Pursuant to the Companys Amended and Restated By-Laws, any
stockholder proposal or director nomination for our 2009 annual
meeting that is submitted will be considered
untimely if we receive it before January 23,
2009, or after February 20, 2009 and thus, may be excluded
from consideration at our 2009 Annual Meeting.
STOCKHOLDERS
SHARING THE SAME ADDRESS
The Securities and Exchange Commission has adopted rules that
permit companies and intermediaries, such as brokers, to satisfy
delivery requirements for proxy statements with respect to two
or more stockholders sharing the same address by delivering a
single proxy statement addressed to those stockholders. This
process, commonly referred to as householding
potentially provides extra convenience for stockholders and cost
savings for companies. Because the Company utilizes the
householding rules for proxy materials, stockholders
who share the same address will receive only one copy of the
annual report and proxy statement, unless the Company receives
contrary instructions from any stockholder at that address. The
Company will continue to mail a proxy card to each stockholder
of record.
If you prefer to receive multiple copies of the proxy statement
and annual report at the same address, additional copies will be
provided to you promptly upon request. If you are a stockholder
of record, you may obtain additional copies by contacting us in
writing to the Company
c/o the
Corporate Secretary at the Companys corporate
headquarters. Eligible stockholders of record receiving multiple
copies of the annual report and proxy statement can request
householding by contacting the Company in the same manner.

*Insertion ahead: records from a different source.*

// Copyright 2025 the Understory Authors
// SPDX-License-Identifier: Apache-2.0 OR MIT

//! Partition buffers and the median split.
//!
//! A build keeps two equally long arrays of [`PrimitiveIndex`]. At any moment the
//! node being built owns one contiguous range in both arrays: it reads its
//! primitives from the range in one buffer and writes the reordered primitives to
//! the same range in the other. Children swap the roles. Because every step only
//! touches its own ranges, sibling subtrees never share memory.
//!
//! The split itself projects each centroid onto the splitting axis and selects the
//! median rank with `select_nth_unstable_by` (linear time, no full sort). Keys are
//! ordered by projection and then by primitive index, a strict total order, so the
//! two halves depend only on the input set and the axis.

use alloc::vec::Vec;
use core::cmp::Ordering;

use crate::centroid::CentroidTable;
use crate::error::BuildError;
use crate::types::{Axis, PrimitiveIndex};

/// The two ping-pong index buffers of a build.
#[derive(Clone, Debug)]
pub struct PartitionBuffers {
    primary: Vec<PrimitiveIndex>,
    scratch: Vec<PrimitiveIndex>,
}

impl PartitionBuffers {
    /// Seed `primary` with the identity permutation `0..count` and size `scratch` to match.
    pub fn identity(count: usize) -> Result<Self, BuildError> {
        let limit = u32::try_from(count)
            .map_err(|_| BuildError::TooManyPrimitives { count })?;
        let mut primary = Vec::new();
        let mut scratch = Vec::new();
        for buffer in [&mut primary, &mut scratch] {
            buffer
                .try_reserve_exact(count)
                .map_err(|error| BuildError::Allocation {
                    what: "partition buffers",
                    error,
                })?;
        }
        primary.extend((0..limit).map(PrimitiveIndex));
        scratch.resize(count, PrimitiveIndex(0));
        Ok(Self { primary, scratch })
    }

    /// Both buffers as disjoint mutable slices: `(primary, scratch)`.
    pub fn split_mut(&mut self) -> (&mut [PrimitiveIndex], &mut [PrimitiveIndex]) {
        (&mut self.primary, &mut self.scratch)
    }

    /// The primary buffer, which holds the final permutation once a build is done.
    pub fn primary(&self) -> &[PrimitiveIndex] {
        &self.primary
    }

    /// Drop the scratch buffer and keep the final permutation.
    pub fn into_primary(self) -> Vec<PrimitiveIndex> {
        self.primary
    }
}

#[derive(Copy, Clone, Debug)]
struct Projection {
    index: PrimitiveIndex,
    value: f32,
}

impl Projection {
    fn cmp_key(&self, other: &Self) -> Ordering {
        self.value
            .total_cmp(&other.value)
            .then(self.index.cmp(&other.index))
    }
}

/// Median partitioner with a reusable projection buffer.
#[derive(Clone, Debug, Default)]
pub struct MedianSplit {
    projections: Vec<Projection>,
}

impl MedianSplit {
    /// Create a partitioner with no preallocated storage.
    pub fn new() -> Self {
        Self::default()
    }

    /// Create a partitioner able to split `count` primitives without reallocating.
    pub fn with_capacity(count: usize) -> Result<Self, BuildError> {
        let mut projections = Vec::new();
        projections
            .try_reserve_exact(count)
            .map_err(|error| BuildError::Allocation {
                what: "projection buffer",
                error,
            })?;
        Ok(Self { projections })
    }

    /// Split `input` around the median centroid projection onto `axis`, writing into `output`.
    ///
    /// For `n = input.len()`, the `⌈n/2⌉` primitives with the lowest keys (the median
    /// included) are written forward from `output[0]`, the remaining `⌊n/2⌋` backward
    /// from `output[n - 1]`. Returns the size of the low group. `input` is not
    /// modified and nothing outside `output` is written.
    ///
    /// # Panics
    ///
    /// If `input` is empty or the slices differ in length.
    pub fn split(
        &mut self,
        centroids: &CentroidTable,
        axis: &Axis,
        input: &[PrimitiveIndex],
        output: &mut [PrimitiveIndex],
    ) -> usize {
        assert!(!input.is_empty(), "cannot split an empty primitive range");
        assert_eq!(
            input.len(),
            output.len(),
            "input and output ranges must have the same length"
        );

        self.projections.clear();
        self.projections
            .extend(input.iter().map(|&index| Projection {
                index,
                value: axis.project(centroids.get(index)),
            }));

        let n = self.projections.len();
        let median = (n - 1) / 2;
        self.projections
            .select_nth_unstable_by(median, Projection::cmp_key);

        let (low, high) = self.projections.split_at(median + 1);
        for (slot, p) in output.iter_mut().zip(low) {
            *slot = p.index;
        }
        for (slot, p) in output.iter_mut().rev().zip(high) {
            *slot = p.index;
        }
        low.len()
    }
}
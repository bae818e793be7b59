// Copyright 2025 the Understory Authors
// SPDX-License-Identifier: Apache-2.0 OR MIT

//! Positional statistics: mean, covariance, principal axes, and best-fit lines.
//!
//! These feed the splitting-axis heuristics and the oriented box volume. Principal
//! axes come from a cyclic Jacobi eigen decomposition of the 3×3 covariance.

use glam::{Mat3, Vec2, Vec3};

use crate::types::Axis;

/// Upper bound on Jacobi sweeps; a 3×3 matrix converges in a handful.
const MAX_SWEEPS: usize = 16;

/// Arithmetic mean of `positions`, or the origin when empty.
pub fn mean(positions: &[Vec3]) -> Vec3 {
    if positions.is_empty() {
        return Vec3::ZERO;
    }
    let sum = positions.iter().fold(Vec3::ZERO, |acc, p| acc + *p);
    sum / positions.len() as f32
}

/// Covariance of `positions` about `center`, normalized by the number of positions.
pub fn covariance(positions: &[Vec3], center: Vec3) -> Mat3 {
    if positions.is_empty() {
        return Mat3::ZERO;
    }
    let mut cov = Mat3::ZERO;
    for p in positions {
        cov += outer(*p - center);
    }
    cov * (1.0 / positions.len() as f32)
}

/// Eigenvectors and eigenvalues of a symmetric positive semi-definite matrix.
///
/// Axes come back orthonormal and right-handed, ordered by decreasing eigenvalue;
/// equal eigenvalues keep world-axis order. A zero matrix yields the world basis
/// with zero eigenvalues.
pub fn principal_axes(cov: Mat3) -> ([Vec3; 3], Vec3) {
    let (vectors, values) = jacobi_eigen(cov);
    let mut order = [0, 1, 2];
    order.sort_unstable_by(|&i, &j| values[j].total_cmp(&values[i]).then(i.cmp(&j)));
    let [first, second, third] = order;
    let u0 = vectors[first];
    let u1 = vectors[second];
    (
        [u0, u1, u0.cross(u1)],
        Vec3::new(values[first], values[second], values[third]),
    )
}

/// Orthogonal-regression line through `positions`.
///
/// The origin is the mean and the direction is the eigenvector of the largest
/// covariance eigenvalue, the direction of maximal positional variance. For
/// coincident positions the direction falls back to the world x axis.
pub fn orthogonal_line(positions: &[Vec3]) -> Axis {
    let origin = mean(positions);
    let (axes, _) = principal_axes(covariance(positions, origin));
    Axis::new(origin, axes[0])
}

fn outer(v: Vec3) -> Mat3 {
    Mat3::from_cols(v * v.x, v * v.y, v * v.z)
}

/// Unordered eigenvectors and eigenvalues of a symmetric matrix.
fn jacobi_eigen(m: Mat3) -> ([Vec3; 3], [f32; 3]) {
    let mut a = m.to_cols_array_2d();
    let mut v = [Vec3::X, Vec3::Y, Vec3::Z];
    let scale: f32 = a.iter().flatten().map(|x| x * x).sum();
    if scale > 0.0 {
        for _ in 0..MAX_SWEEPS {
            let off = a[0][1] * a[0][1] + a[0][2] * a[0][2] + a[1][2] * a[1][2];
            if off <= scale * f32::EPSILON * f32::EPSILON {
                break;
            }
            for (p, q) in [(0, 1), (0, 2), (1, 2)] {
                rotate(&mut a, &mut v, p, q);
            }
        }
    }
    (v, [a[0][0], a[1][1], a[2][2]])
}

/// Zero `a[p][q]` with one Jacobi rotation and accumulate the rotation into `v`.
fn rotate(a: &mut [[f32; 3]; 3], v: &mut [Vec3; 3], p: usize, q: usize) {
    let apq = a[p][q];
    if apq == 0.0 {
        return;
    }
    // t is the smaller root of t² + 2θt − 1 = 0. Square roots go through glam so
    // they resolve to std or libm.
    let theta = (a[q][q] - a[p][p]) / (2.0 * apq);
    let root = Vec2::new(theta, 1.0).length();
    let t = if theta >= 0.0 {
        1.0 / (theta + root)
    } else {
        -1.0 / (root - theta)
    };
    let c = 1.0 / Vec2::new(t, 1.0).length();
    let s = t * c;

    a[p][p] -= t * apq;
    a[q][q] += t * apq;
    a[p][q] = 0.0;
    a[q][p] = 0.0;
    let r = 3 - p - q;
    let (arp, arq) = (a[r][p], a[r][q]);
    a[r][p] = c * arp - s * arq;
    a[p][r] = a[r][p];
    a[r][q] = s * arp + c * arq;
    a[q][r] = a[r][q];

    let (vp, vq) = (v[p], v[q]);
    v[p] = vp * c - vq * s;
    v[q] = vp * s + vq * c;
}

If you are a beneficial owner (for example, you hold your shares
in a brokerage or custody account), you can request additional
copies of the proxy statement and annual report or you can
request householding by notifying your broker, bank or nominee.
OTHER
BUSINESS
The Board of Directors of the Company knows of no other business
to be acted upon at the Annual Meeting. Return of a valid proxy,
however, confers on the designated proxy holders discretionary
authority to vote the shares in accordance with their best
judgment on such other business, if any, that may properly come
before the Annual Meeting or any adjournment or postponement
thereof.
By Order of the Board of Directors,
Edward M. Rudnic, Ph.D.
President and Chief Executive Officer
May 7, 2008
THE BOARD OF DIRECTORS HOPES THAT YOU WILL ATTEND THE
MEETING. WHETHER OR NOT YOU PLAN TO ATTEND, PLEASE PROMPTLY
COMPLETE, DATE, SIGN AND RETURN THE ENCLOSED PROXY. IF YOU
ATTEND THE MEETING, YOU MAY REVOKE YOUR PROXY AND VOTE YOUR OWN
SHARES.
32
MIDDLEBROOK PHARMACEUTICALS, INC.
PROXY SOLICITED ON BEHALF OF THE BOARD OF DIRECTORS FOR THE
ANNUAL MEETING OF STOCKHOLDERS
to be held June 4, 2008
The undersigned hereby appoints EDWARD M. RUDNIC, Ph.D. and ROBERT C. LOW, and each of them, with
full power of substitution to each, as attorneys and proxies of the undersigned, to vote all shares
which the undersigned is entitled to vote at the Annual Meeting of Stockholders of MiddleBrook
Pharmaceuticals, Inc. (the Company) to be held at the Companys offices at 20425 Seneca Meadows
Parkway, Germantown, Maryland 20876 on Wednesday, June 4, 2008 at 8:30 a.m., ET, local time, and at
any adjournment or postponement thereof, upon and in respect of the following matters, and in
accordance with the following instructions, with discretionary authority as to any and all other
matters that may properly come before the meeting.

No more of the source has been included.